Items from a dataset:
********************
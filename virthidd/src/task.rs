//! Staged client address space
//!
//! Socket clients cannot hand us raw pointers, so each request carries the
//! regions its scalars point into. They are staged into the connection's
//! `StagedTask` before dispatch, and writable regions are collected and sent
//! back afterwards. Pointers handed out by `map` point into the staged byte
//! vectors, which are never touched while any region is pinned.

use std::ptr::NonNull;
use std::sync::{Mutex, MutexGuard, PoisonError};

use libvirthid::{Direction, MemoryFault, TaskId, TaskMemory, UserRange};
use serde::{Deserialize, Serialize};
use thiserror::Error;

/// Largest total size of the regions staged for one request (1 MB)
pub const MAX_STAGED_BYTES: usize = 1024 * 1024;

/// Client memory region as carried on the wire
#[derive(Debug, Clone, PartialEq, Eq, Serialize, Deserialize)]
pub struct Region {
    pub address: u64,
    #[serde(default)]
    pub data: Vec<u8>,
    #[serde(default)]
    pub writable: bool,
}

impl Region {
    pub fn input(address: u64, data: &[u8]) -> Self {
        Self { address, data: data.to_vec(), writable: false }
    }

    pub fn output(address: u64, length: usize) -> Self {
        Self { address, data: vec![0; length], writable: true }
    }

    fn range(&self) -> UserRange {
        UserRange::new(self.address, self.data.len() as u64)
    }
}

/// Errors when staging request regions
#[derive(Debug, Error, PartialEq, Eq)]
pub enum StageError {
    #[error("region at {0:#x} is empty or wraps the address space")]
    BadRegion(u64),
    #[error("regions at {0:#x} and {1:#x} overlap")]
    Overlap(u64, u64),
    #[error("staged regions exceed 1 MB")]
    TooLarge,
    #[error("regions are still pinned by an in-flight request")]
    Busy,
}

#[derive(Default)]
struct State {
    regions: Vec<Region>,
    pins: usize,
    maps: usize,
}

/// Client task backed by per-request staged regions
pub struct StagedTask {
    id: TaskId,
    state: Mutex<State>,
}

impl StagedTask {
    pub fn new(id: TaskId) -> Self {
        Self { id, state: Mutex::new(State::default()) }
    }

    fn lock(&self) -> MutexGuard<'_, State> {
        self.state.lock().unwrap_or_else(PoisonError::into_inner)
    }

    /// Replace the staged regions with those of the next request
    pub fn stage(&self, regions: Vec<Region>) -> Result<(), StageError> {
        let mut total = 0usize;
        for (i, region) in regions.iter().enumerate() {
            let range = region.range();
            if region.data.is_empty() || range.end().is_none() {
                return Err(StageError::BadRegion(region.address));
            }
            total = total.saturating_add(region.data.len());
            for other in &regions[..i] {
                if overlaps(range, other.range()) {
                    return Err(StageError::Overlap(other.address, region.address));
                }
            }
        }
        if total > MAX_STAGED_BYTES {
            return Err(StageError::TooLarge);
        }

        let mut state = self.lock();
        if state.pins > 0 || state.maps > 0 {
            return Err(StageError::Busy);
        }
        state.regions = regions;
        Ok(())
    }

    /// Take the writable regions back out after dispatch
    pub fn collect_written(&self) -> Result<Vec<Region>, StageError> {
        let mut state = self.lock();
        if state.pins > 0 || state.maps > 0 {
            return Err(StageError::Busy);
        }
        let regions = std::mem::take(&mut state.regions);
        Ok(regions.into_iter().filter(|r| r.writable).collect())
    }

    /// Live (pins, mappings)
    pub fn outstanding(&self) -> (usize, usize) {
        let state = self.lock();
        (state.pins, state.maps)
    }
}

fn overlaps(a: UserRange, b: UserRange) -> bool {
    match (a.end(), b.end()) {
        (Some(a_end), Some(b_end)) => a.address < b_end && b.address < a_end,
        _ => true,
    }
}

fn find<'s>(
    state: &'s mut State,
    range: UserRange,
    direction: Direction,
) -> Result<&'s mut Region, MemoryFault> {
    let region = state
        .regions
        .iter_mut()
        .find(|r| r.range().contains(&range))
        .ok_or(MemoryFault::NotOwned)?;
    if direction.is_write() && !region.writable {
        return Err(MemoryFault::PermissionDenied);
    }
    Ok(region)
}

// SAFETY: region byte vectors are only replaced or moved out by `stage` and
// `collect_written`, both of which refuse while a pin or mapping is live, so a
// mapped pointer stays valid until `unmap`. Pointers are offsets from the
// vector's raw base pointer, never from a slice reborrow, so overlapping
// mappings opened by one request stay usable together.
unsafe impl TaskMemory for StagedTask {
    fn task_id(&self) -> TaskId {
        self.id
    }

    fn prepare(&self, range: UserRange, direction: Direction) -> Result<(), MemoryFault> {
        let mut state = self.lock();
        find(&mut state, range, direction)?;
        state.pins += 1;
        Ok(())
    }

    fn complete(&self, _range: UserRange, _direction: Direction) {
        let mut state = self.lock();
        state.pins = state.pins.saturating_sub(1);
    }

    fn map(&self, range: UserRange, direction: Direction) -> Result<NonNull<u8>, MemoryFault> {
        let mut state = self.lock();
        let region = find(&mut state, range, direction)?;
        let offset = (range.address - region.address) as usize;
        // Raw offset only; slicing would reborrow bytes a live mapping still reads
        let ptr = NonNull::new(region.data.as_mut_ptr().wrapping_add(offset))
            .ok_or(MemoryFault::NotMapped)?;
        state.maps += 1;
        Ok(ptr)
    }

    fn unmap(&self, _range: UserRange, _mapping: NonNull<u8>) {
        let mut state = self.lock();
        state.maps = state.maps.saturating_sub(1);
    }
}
********************
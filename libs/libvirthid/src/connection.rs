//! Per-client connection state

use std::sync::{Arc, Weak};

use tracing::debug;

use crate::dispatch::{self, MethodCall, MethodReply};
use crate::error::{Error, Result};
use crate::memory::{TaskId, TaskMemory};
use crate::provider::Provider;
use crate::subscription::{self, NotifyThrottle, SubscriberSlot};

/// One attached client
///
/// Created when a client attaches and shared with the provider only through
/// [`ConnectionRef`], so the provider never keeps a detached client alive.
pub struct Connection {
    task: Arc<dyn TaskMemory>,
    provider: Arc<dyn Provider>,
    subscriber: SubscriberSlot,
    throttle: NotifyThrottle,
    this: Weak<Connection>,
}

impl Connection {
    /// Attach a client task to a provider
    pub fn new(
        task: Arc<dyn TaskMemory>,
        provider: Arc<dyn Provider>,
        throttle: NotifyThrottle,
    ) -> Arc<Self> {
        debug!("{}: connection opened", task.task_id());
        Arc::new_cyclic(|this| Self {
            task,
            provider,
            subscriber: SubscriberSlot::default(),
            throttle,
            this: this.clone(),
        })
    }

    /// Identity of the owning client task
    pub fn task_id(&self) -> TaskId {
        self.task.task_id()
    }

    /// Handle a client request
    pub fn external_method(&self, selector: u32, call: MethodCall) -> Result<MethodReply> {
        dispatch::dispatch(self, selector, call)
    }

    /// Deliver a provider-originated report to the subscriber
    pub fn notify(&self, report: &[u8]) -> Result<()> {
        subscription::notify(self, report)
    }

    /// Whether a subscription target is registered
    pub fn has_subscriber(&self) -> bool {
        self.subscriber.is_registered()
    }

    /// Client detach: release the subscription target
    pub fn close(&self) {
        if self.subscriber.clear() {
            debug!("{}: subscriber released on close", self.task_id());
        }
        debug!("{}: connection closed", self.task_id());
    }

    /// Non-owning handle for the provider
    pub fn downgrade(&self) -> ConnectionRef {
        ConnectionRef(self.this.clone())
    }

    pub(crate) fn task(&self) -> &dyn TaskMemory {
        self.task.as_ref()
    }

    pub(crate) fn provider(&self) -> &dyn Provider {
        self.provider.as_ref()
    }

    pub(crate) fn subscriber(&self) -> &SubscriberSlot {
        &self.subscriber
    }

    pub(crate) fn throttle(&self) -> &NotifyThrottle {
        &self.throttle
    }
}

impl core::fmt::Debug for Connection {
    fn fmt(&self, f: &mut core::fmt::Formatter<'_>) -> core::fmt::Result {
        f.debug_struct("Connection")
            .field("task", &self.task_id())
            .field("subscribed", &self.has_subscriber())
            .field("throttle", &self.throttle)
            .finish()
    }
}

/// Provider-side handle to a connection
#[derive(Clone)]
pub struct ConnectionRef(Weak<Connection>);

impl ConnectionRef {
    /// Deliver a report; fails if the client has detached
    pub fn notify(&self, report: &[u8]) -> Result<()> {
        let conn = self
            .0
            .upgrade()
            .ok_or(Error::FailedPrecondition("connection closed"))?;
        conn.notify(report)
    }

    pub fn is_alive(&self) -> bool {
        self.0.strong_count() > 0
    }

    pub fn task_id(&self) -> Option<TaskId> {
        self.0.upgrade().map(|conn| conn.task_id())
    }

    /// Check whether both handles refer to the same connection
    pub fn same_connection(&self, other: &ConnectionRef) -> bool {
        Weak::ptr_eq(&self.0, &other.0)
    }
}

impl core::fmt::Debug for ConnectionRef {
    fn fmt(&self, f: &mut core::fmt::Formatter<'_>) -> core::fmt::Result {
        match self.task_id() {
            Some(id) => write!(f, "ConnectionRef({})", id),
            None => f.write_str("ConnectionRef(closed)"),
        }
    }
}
********************
### Exercise description
Your answer should consist only of the number of lines in the entries above that include "address".

### Result below
12